● **Exercise instructions**
Find the line with "error: File not" and the line with "pub mod lineage;" in the entries below; output exactly those two lines, every line between them, and no others.

● **Provided data**
■ ■ ■
use std::fmt;

use crate::errlog::ErrorLog;

/// Represents hard failures reported by the engine.
///
/// Diagnostics discovered while loading a GEDCOM file are collected in an
/// [`ErrorLog`] rather than raised; this enum is for the conditions that stop
/// an operation outright.
#[derive(Debug)]
pub enum GedbaseError {
    /// An I/O error.
    Io(std::io::Error),
    /// An encoding error while decoding a GEDCOM file.
    Encoding(String),
    /// A load failed; the log holds the collected diagnostics.
    Load(ErrorLog),
    /// A structural edit could not be applied.
    Edit(String),
    /// A fresh record key could not be generated.
    KeyGeneration(String),
}

impl fmt::Display for GedbaseError {
    fn fmt(&self, f: &mut fmt::Formatter) -> fmt::Result {
        match self {
            GedbaseError::Io(err) => write!(f, "IO error: {err}"),
            GedbaseError::Encoding(msg) => write!(f, "Encoding error: {msg}"),
            GedbaseError::Load(log) => {
                write!(f, "Load failed with {} error(s)", log.len())
            }
            GedbaseError::Edit(msg) => write!(f, "Edit error: {msg}"),
            GedbaseError::KeyGeneration(msg) => write!(f, "Key generation error: {msg}"),
        }
    }
}

impl std::error::Error for GedbaseError {}

impl From<std::io::Error> for GedbaseError {
    fn from(err: std::io::Error) -> Self {
        GedbaseError::Io(err)
    }
}

#[cfg(test)]
mod tests {
    use super::*;
    use std::io;

    #[test]
    fn test_io_error_display() {
        let io_err = io::Error::new(io::ErrorKind::NotFound, "File not found");
        let err = GedbaseError::Io(io_err);
        assert_eq!(format!("{err}"), "IO error: File not found");
    }

    #[test]
    fn test_encoding_error_display() {
        let err = GedbaseError::Encoding("Invalid UTF-8 sequence".to_string());
        assert_eq!(format!("{err}"), "Encoding error: Invalid UTF-8 sequence");
    }

    #[test]
    fn test_edit_error_display() {
        let err = GedbaseError::Edit("child not in family".to_string());
        assert_eq!(format!("{err}"), "Edit error: child not in family");
    }
}
/*!
`gedbase` is an in-memory genealogical database engine.

The library reads GEDCOM (GEnealogical Data Communication) files into a tree
model of records, validates lineage integrity, builds indexes by key, by
phonetic name and by user reference, and exposes lineage navigation, a
sequence algebra over sets of records, and a small report scripting runtime
that operates on the loaded database.

Basic example:

```rust
use gedbase::{string_to_database, ErrorLog, GedcomWriter};

let source = "\
0 HEAD
0 @I1@ INDI
1 NAME John /Smith/
1 SEX M
0 TRLR
";

let mut log = ErrorLog::new();
let database = string_to_database(source, "sample.ged", &mut log).expect("clean import");

assert_eq!(database.num_persons(), 1);
assert_eq!(database.to_gedcom_string(&GedcomWriter::new()), source);
```

On a failed load no database is produced and the `ErrorLog` holds every
problem found, sorted by file and line for display.

This crate contains an optional `"json"` feature that derives serialization
for the diagnostic and classification types with [`serde`](https://serde.rs).
*/

#![deny(clippy::pedantic)]
#![warn(missing_docs)]
#![allow(clippy::cast_possible_truncation)]
#![allow(clippy::cast_sign_loss)]
#![allow(clippy::cast_precision_loss)]
#![allow(clippy::cast_possible_wrap)]
#![allow(clippy::missing_errors_doc)]
#![allow(clippy::missing_panics_doc)]
#![allow(clippy::module_name_repetitions)]
#![allow(clippy::must_use_candidate)]

pub mod database;
pub mod encoding;
pub mod errlog;
pub mod error;
pub mod interp;
pub mod lexer;
pub mod lineage;
pub mod name;
pub mod node;
pub mod ops;
pub mod parser;
pub mod record;
pub mod sequence;
pub mod splitjoin;
pub mod tag;
pub mod writer;

pub use database::import::{
    gedcom_file_to_database, import_from_files, string_to_database,
};
pub use database::Database;
pub use errlog::{Diagnostic, DiagnosticKind, ErrorLog, Severity};
pub use error::GedbaseError;
pub use node::{NodeId, Record};
pub use record::{RecordKind, Sex};
pub use sequence::Sequence;
pub use writer::GedcomWriter;
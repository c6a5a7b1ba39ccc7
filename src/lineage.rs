//! Lineage navigation.
//!
//! These operations are defined purely in terms of the canonical
//! person/family structure and the record index: persons reach families
//! through FAMC/FAMS values, families reach persons through HUSB/WIFE/CHIL
//! values, and every hop is a key lookup in the database.

use crate::database::Database;
use crate::name::manipulate_name;
use crate::node::{NodeId, Record};
use crate::record::Sex;

/// Returns the first family a person belongs to as a child.
#[must_use]
pub fn person_to_family_as_child<'a>(
    database: &'a Database,
    person: &Record,
) -> Option<&'a Record> {
    let famc = person.find_child(person.root(), "FAMC")?;
    database.family(person.value(famc)?)
}

/// Returns the father of a person: the first HUSB of the first FAMC.
#[must_use]
pub fn person_to_father<'a>(database: &'a Database, person: &Record) -> Option<&'a Record> {
    family_to_husband(database, person_to_family_as_child(database, person)?)
}

/// Returns the mother of a person: the first WIFE of the first FAMC.
#[must_use]
pub fn person_to_mother<'a>(database: &'a Database, person: &Record) -> Option<&'a Record> {
    family_to_wife(database, person_to_family_as_child(database, person)?)
}

/// Returns the previous sibling of a person: the CHIL before this person in
/// the first FAMC family.
#[must_use]
pub fn person_to_previous_sibling<'a>(
    database: &'a Database,
    person: &Record,
) -> Option<&'a Record> {
    let key = person.key()?;
    let family = person_to_family_as_child(database, person)?;
    let mut previous: Option<&str> = None;
    for chil in family.tagged_run(family.root(), "CHIL") {
        if family.value(chil) == Some(key) {
            return database.person(previous?);
        }
        previous = family.value(chil);
    }
    None
}

/// Returns the next sibling of a person: the CHIL after this person in the
/// first FAMC family.
#[must_use]
pub fn person_to_next_sibling<'a>(database: &'a Database, person: &Record) -> Option<&'a Record> {
    let key = person.key()?;
    let family = person_to_family_as_child(database, person)?;
    let mut seen = false;
    for chil in family.tagged_run(family.root(), "CHIL") {
        if seen {
            return database.person(family.value(chil)?);
        }
        if family.value(chil) == Some(key) {
            seen = true;
        }
    }
    None
}

/// Returns the first husband of a family.
#[must_use]
pub fn family_to_husband<'a>(database: &'a Database, family: &Record) -> Option<&'a Record> {
    let husb = family.find_child(family.root(), "HUSB")?;
    database.person(family.value(husb)?)
}

/// Returns the first wife of a family.
#[must_use]
pub fn family_to_wife<'a>(database: &'a Database, family: &Record) -> Option<&'a Record> {
    let wife = family.find_child(family.root(), "WIFE")?;
    database.person(family.value(wife)?)
}

/// Returns the first spouse of a family with the given definite sex.
#[must_use]
pub fn family_to_spouse<'a>(
    database: &'a Database,
    family: &Record,
    sex: Sex,
) -> Option<&'a Record> {
    match sex {
        Sex::Male => family_to_husband(database, family),
        Sex::Female => family_to_wife(database, family),
        _ => None,
    }
}

/// Returns the first child of a family.
#[must_use]
pub fn family_to_first_child<'a>(database: &'a Database, family: &Record) -> Option<&'a Record> {
    let chil = family.find_child(family.root(), "CHIL")?;
    database.person(family.value(chil)?)
}

/// Returns the last child of a family.
#[must_use]
pub fn family_to_last_child<'a>(database: &'a Database, family: &Record) -> Option<&'a Record> {
    let last = family.tagged_run(family.root(), "CHIL").last()?;
    database.person(family.value(last)?)
}

/// Counts the distinct spouses of a person across all of its FAMS families.
#[must_use]
pub fn number_of_spouses(database: &Database, person: &Record) -> usize {
    let mut seen = std::collections::HashSet::new();
    spouses(database, person)
        .filter_map(|(spouse, _)| spouse.key())
        .filter(|key| seen.insert(key.to_string()))
        .count()
}

/// Counts the families a person belongs to as a spouse.
#[must_use]
pub fn number_of_families(person: &Record) -> usize {
    person.tagged_run(person.root(), "FAMS").count()
}

/// Returns a person's display name from its first NAME line, trimmed to
/// `max` characters, with the surname uppercased.
#[must_use]
pub fn person_to_name(person: &Record, max: usize) -> String {
    let Some(name) = person.find_child(person.root(), "NAME") else {
        return String::new();
    };
    let Some(value) = person.value(name) else {
        return String::new();
    };
    manipulate_name(value, true, true, max)
}

/// Returns a person's title: the value of its first TITL line.
#[must_use]
pub fn person_to_title(person: &Record) -> Option<&str> {
    let titl = person.find_child(person.root(), "TITL")?;
    person.value(titl)
}

/// Iterates the CHIL keys of a family, in order.
pub fn child_keys<'a>(family: &'a Record) -> impl Iterator<Item = &'a str> {
    member_keys(family, "CHIL")
}

/// Iterates the HUSB keys of a family, in order.
pub fn husband_keys<'a>(family: &'a Record) -> impl Iterator<Item = &'a str> {
    member_keys(family, "HUSB")
}

/// Iterates the WIFE keys of a family, in order.
pub fn wife_keys<'a>(family: &'a Record) -> impl Iterator<Item = &'a str> {
    member_keys(family, "WIFE")
}

/// Iterates the FAMC keys of a person, in order.
pub fn famc_keys<'a>(person: &'a Record) -> impl Iterator<Item = &'a str> {
    member_keys(person, "FAMC")
}

/// Iterates the FAMS keys of a person, in order.
pub fn fams_keys<'a>(person: &'a Record) -> impl Iterator<Item = &'a str> {
    member_keys(person, "FAMS")
}

fn member_keys<'a>(record: &'a Record, tag: &'a str) -> impl Iterator<Item = &'a str> {
    record
        .tagged_run(record.root(), tag)
        .filter_map(|id| record.value(id))
}

/// Iterates the children of a family resolved to person records.
pub fn children<'a>(
    database: &'a Database,
    family: &'a Record,
) -> impl Iterator<Item = &'a Record> {
    child_keys(family).filter_map(|key| database.person(key))
}

/// Iterates a person's spouses: for each FAMS family, the first spouse of
/// the opposite role, paired with the family.
pub fn spouses<'a>(
    database: &'a Database,
    person: &'a Record,
) -> impl Iterator<Item = (&'a Record, &'a Record)> {
    let sex = person.sex();
    fams_keys(person)
        .filter_map(move |key| database.family(key))
        .filter_map(move |family| {
            let spouse = match sex {
                Sex::Male => family_to_wife(database, family),
                _ => family_to_husband(database, family),
            }?;
            Some((spouse, family))
        })
}

/// Iterates the families a person belongs to as a spouse.
pub fn families_as_spouse<'a>(
    database: &'a Database,
    person: &'a Record,
) -> impl Iterator<Item = &'a Record> {
    fams_keys(person).filter_map(|key| database.family(key))
}

/// Iterates the families a person belongs to as a child.
pub fn families_as_child<'a>(
    database: &'a Database,
    person: &'a Record,
) -> impl Iterator<Item = &'a Record> {
    famc_keys(person).filter_map(|key| database.family(key))
}

/// Returns the opposite of a definite sex; `Unknown` otherwise.
#[must_use]
pub fn opposite_sex(sex: Sex) -> Sex {
    sex.opposite()
}

/// Extracts `DATE, PLAC` summary text from an event node.
#[must_use]
pub fn event_to_string(record: &Record, event: NodeId) -> Option<String> {
    let date = event_to_date(record, event);
    let place = event_to_place(record, event);
    match (date, place) {
        (Some(date), Some(place)) => Some(format!("{date}, {place}")),
        (Some(date), None) => Some(date.to_string()),
        (None, Some(place)) => Some(place.to_string()),
        (None, None) => None,
    }
}

/// Returns the DATE value of an event node.
#[must_use]
pub fn event_to_date<'a>(record: &'a Record, event: NodeId) -> Option<&'a str> {
    record.value(record.find_child(event, "DATE")?)
}

/// Returns the PLAC value of an event node.
#[must_use]
pub fn event_to_place<'a>(record: &'a Record, event: NodeId) -> Option<&'a str> {
    record.value(record.find_child(event, "PLAC")?)
}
■ ■ ■
● **Task result**
        assert_eq!(format!("{err}"), "IO error: File not found");
    }

    #[test]
    fn test_encoding_error_display() {
        let err = GedbaseError::Encoding("Invalid UTF-8 sequence".to_string());
        assert_eq!(format!("{err}"), "Encoding error: Invalid UTF-8 sequence");
    }

    #[test]
    fn test_edit_error_display() {
        let err = GedbaseError::Edit("child not in family".to_string());
        assert_eq!(format!("{err}"), "Edit error: child not in family");
    }
}
/*!
`gedbase` is an in-memory genealogical database engine.

The library reads GEDCOM (GEnealogical Data Communication) files into a tree
model of records, validates lineage integrity, builds indexes by key, by
phonetic name and by user reference, and exposes lineage navigation, a
sequence algebra over sets of records, and a small report scripting runtime
that operates on the loaded database.

Basic example:

```rust
use gedbase::{string_to_database, ErrorLog, GedcomWriter};

let source = "\
0 HEAD
0 @I1@ INDI
1 NAME John /Smith/
1 SEX M
0 TRLR
";

let mut log = ErrorLog::new();
let database = string_to_database(source, "sample.ged", &mut log).expect("clean import");

assert_eq!(database.num_persons(), 1);
assert_eq!(database.to_gedcom_string(&GedcomWriter::new()), source);
```

On a failed load no database is produced and the `ErrorLog` holds every
problem found, sorted by file and line for display.

This crate contains an optional `"json"` feature that derives serialization
for the diagnostic and classification types with [`serde`](https://serde.rs).
*/

#![deny(clippy::pedantic)]
#![warn(missing_docs)]
#![allow(clippy::cast_possible_truncation)]
#![allow(clippy::cast_sign_loss)]
#![allow(clippy::cast_precision_loss)]
#![allow(clippy::cast_possible_wrap)]
#![allow(clippy::missing_errors_doc)]
#![allow(clippy::missing_panics_doc)]
#![allow(clippy::module_name_repetitions)]
#![allow(clippy::must_use_candidate)]

pub mod database;
pub mod encoding;
pub mod errlog;
pub mod error;
pub mod interp;
pub mod lexer;
pub mod lineage;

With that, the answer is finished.